WHAT TO DO:
Show all lines from the records below in which the string "KeyNotFound" is present.

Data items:

#[cfg(test)]
mod tests {
    use super::Tree;
    use crate::error::Error;
    use crate::red_black_tree::config::TreeConfig;
    use crate::red_black_tree::node::Color;

    fn tree_of(keys: &[u32]) -> Tree<u32, ()> {
        let mut tree = Tree::new(TreeConfig::default());
        for key in keys {
            tree.insert(*key, ()).unwrap();
            tree.validate().unwrap();
        }
        tree
    }

    fn in_order(tree: &Tree<u32, ()>) -> Vec<u32> {
        let mut ret = Vec::new();
        let mut curr = tree.first();
        while let Some(id) = curr {
            ret.push(tree.node(id).key);
            curr = tree.next(id);
        }
        ret
    }

    #[test]
    fn test_insert_into_empty() {
        let tree = tree_of(&[1]);
        assert_eq!(tree.len(), 1);
        assert_eq!(tree.root_color(), Some(Color::Black));
        assert_eq!(tree.height(), 1);
    }

    #[test]
    fn test_rotate_left_preserves_order() {
        let mut tree = tree_of(&[2, 1, 4, 3, 5]);
        let root = tree.root().unwrap();
        tree.rotate_left(root);

        let new_root = tree.root().unwrap();
        assert_eq!(tree.node(new_root).key, 4);
        assert_eq!(tree.parent(root), Some(new_root));
        assert!(tree.is_left_child(root));
        assert_eq!(in_order(&tree), vec![1, 2, 3, 4, 5]);

        let three = tree.search(&3).unwrap();
        assert_eq!(tree.parent(three), Some(root));
        assert!(tree.is_right_child(three));
    }

    #[test]
    fn test_rotate_right_preserves_order() {
        let mut tree = tree_of(&[4, 2, 5, 1, 3]);
        let root = tree.root().unwrap();
        tree.rotate_right(root);

        assert_eq!(tree.node(tree.root().unwrap()).key, 2);
        assert!(tree.is_right_child(root));
        assert_eq!(in_order(&tree), vec![1, 2, 3, 4, 5]);
    }

    #[test]
    fn test_family_queries() {
        let tree = tree_of(&[2, 1, 3, 4]);
        let root = tree.root().unwrap();
        let one = tree.search(&1).unwrap();
        let three = tree.search(&3).unwrap();
        let four = tree.search(&4).unwrap();

        assert_eq!(tree.sibling(one), Some(three));
        assert_eq!(tree.sibling(three), Some(one));
        assert_eq!(tree.sibling(root), None);
        assert_eq!(tree.grandparent(four), Some(root));
        assert_eq!(tree.grandparent(one), None);
        assert!(!tree.is_left_child(root));
        assert!(!tree.is_right_child(root));
    }

    #[test]
    fn test_insert_fixup_recolors() {
        // 3 has two red children, inserting 4 pushes the red up to the root
        let tree = tree_of(&[3, 2, 5, 4]);
        let two = tree.search(&2).unwrap();
        let five = tree.search(&5).unwrap();
        let four = tree.search(&4).unwrap();
        assert_eq!(tree.node(two).color, Color::Black);
        assert_eq!(tree.node(five).color, Color::Black);
        assert_eq!(tree.node(four).color, Color::Red);
    }

    #[test]
    fn test_insert_fixup_inner_grandchild() {
        let tree = tree_of(&[3, 1, 2]);
        assert_eq!(tree.node(tree.root().unwrap()).key, 2);
        assert_eq!(in_order(&tree), vec![1, 2, 3]);
    }

    #[test]
    fn test_duplicate_rejected_anywhere_on_path() {
        let mut tree = tree_of(&[4, 2, 6, 1, 3, 5, 7]);
        for key in 1..8 {
            assert_eq!(tree.insert(key, ()), Err(Error::DuplicateKey));
        }
        assert_eq!(tree.len(), 7);
        tree.validate().unwrap();
    }

    #[test]
    fn test_duplicates_allowed() {
        let mut tree = Tree::new(TreeConfig::default().allow_duplicates(true));
        for key in &[2, 1, 2, 2, 3, 1] {
            tree.insert(*key, ()).unwrap();
            tree.validate().unwrap();
        }
        assert_eq!(in_order(&tree), vec![1, 1, 2, 2, 2, 3]);
        assert_eq!(tree.node(tree.successor(&1).unwrap()).key, 2);
        assert_eq!(tree.node(tree.predecessor(&3).unwrap()).key, 2);
        assert_eq!(tree.remove(&2), Ok((2, ())));
        assert_eq!(in_order(&tree), vec![1, 1, 2, 2, 3]);
        tree.validate().unwrap();
    }

    #[test]
    fn test_remove_two_children_moves_successor_payload() {
        let mut tree: Tree<u32, &str> = Tree::new(TreeConfig::default());
        for (key, value) in &[(2, "b"), (1, "a"), (3, "c")] {
            tree.insert(*key, *value).unwrap();
        }
        let root = tree.root().unwrap();
        assert_eq!(tree.remove(&2), Ok((2, "b")));
        assert_eq!(tree.node(root).key, 3);
        assert_eq!(tree.node(root).value, "c");
        tree.validate().unwrap();
    }

    #[test]
    fn test_remove_all_cases() {
        let keys: Vec<u32> = (0..64).map(|i| (i * 37) % 64).collect();
        let mut tree = tree_of(&keys);
        for key in (0..64).rev().step_by(3) {
            assert_eq!(tree.remove(&key), Ok((key, ())));
            tree.validate().unwrap();
        }
        for key in 0..64 {
            let _ = tree.remove(&key);
            tree.validate().unwrap();
        }
        assert_eq!(tree.len(), 0);
        assert_eq!(tree.root(), None);
    }

    #[test]
    fn test_remove_missing() {
        let mut tree = tree_of(&[1, 2, 3]);
        assert_eq!(tree.remove(&4), Err(Error::KeyNotFound));
        assert_eq!(tree.len(), 3);
    }

    #[test]
    fn test_neighbours() {
        let tree = tree_of(&[10, 20, 30]);
        assert_eq!(tree.node(tree.successor(&10).unwrap()).key, 20);
        assert_eq!(tree.successor(&30), Err(Error::KeyNotFound));
        assert_eq!(tree.successor(&15), Err(Error::KeyNotFound));
        assert_eq!(tree.node(tree.predecessor(&30).unwrap()).key, 20);
        assert_eq!(tree.predecessor(&10), Err(Error::KeyNotFound));

        assert_eq!(tree.floor(&5), None);
        assert_eq!(tree.node(tree.floor(&25).unwrap()).key, 20);
        assert_eq!(tree.node(tree.ceil(&25).unwrap()).key, 30);
        assert_eq!(tree.ceil(&35), None);
    }

    #[test]
    fn test_traversal_orders() {
        let tree = tree_of(&[2, 1, 4, 3, 5]);
        // shape: 2(1, 4(3, 5))
        let mut pre = Vec::new();
        let mut curr = tree.root();
        while let Some(id) = curr {
            pre.push(tree.node(id).key);
            curr = tree.pre_order_next(id);
        }
        assert_eq!(pre, vec![2, 1, 4, 3, 5]);

        let mut post = Vec::new();
        let mut curr = tree.root().map(|root| tree.post_order_first(root));
        while let Some(id) = curr {
            post.push(tree.node(id).key);
            curr = tree.post_order_next(id);
        }
        assert_eq!(post, vec![1, 3, 5, 4, 2]);
    }

    #[test]
    fn test_min_max_empty() {
        let tree: Tree<u32, ()> = Tree::new(TreeConfig::default());
        assert_eq!(tree.min(), Err(Error::EmptyTree));
        assert_eq!(tree.max(), Err(Error::EmptyTree));
        assert_eq!(tree.height(), 0);
        assert_eq!(tree.root_color(), None);
    }

    #[test]
    fn test_into_sorted_entries() {
        let tree = tree_of(&[5, 3, 8, 1]);
        assert_eq!(
            tree.into_sorted_entries(),
            vec![(1, ()), (3, ()), (5, ()), (8, ())],
        );
    }
}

WRITTEN REPLY:
        assert_eq!(tree.remove(&4), Err(Error::KeyNotFound));
        assert_eq!(tree.successor(&30), Err(Error::KeyNotFound));
        assert_eq!(tree.successor(&15), Err(Error::KeyNotFound));
        assert_eq!(tree.predecessor(&10), Err(Error::KeyNotFound));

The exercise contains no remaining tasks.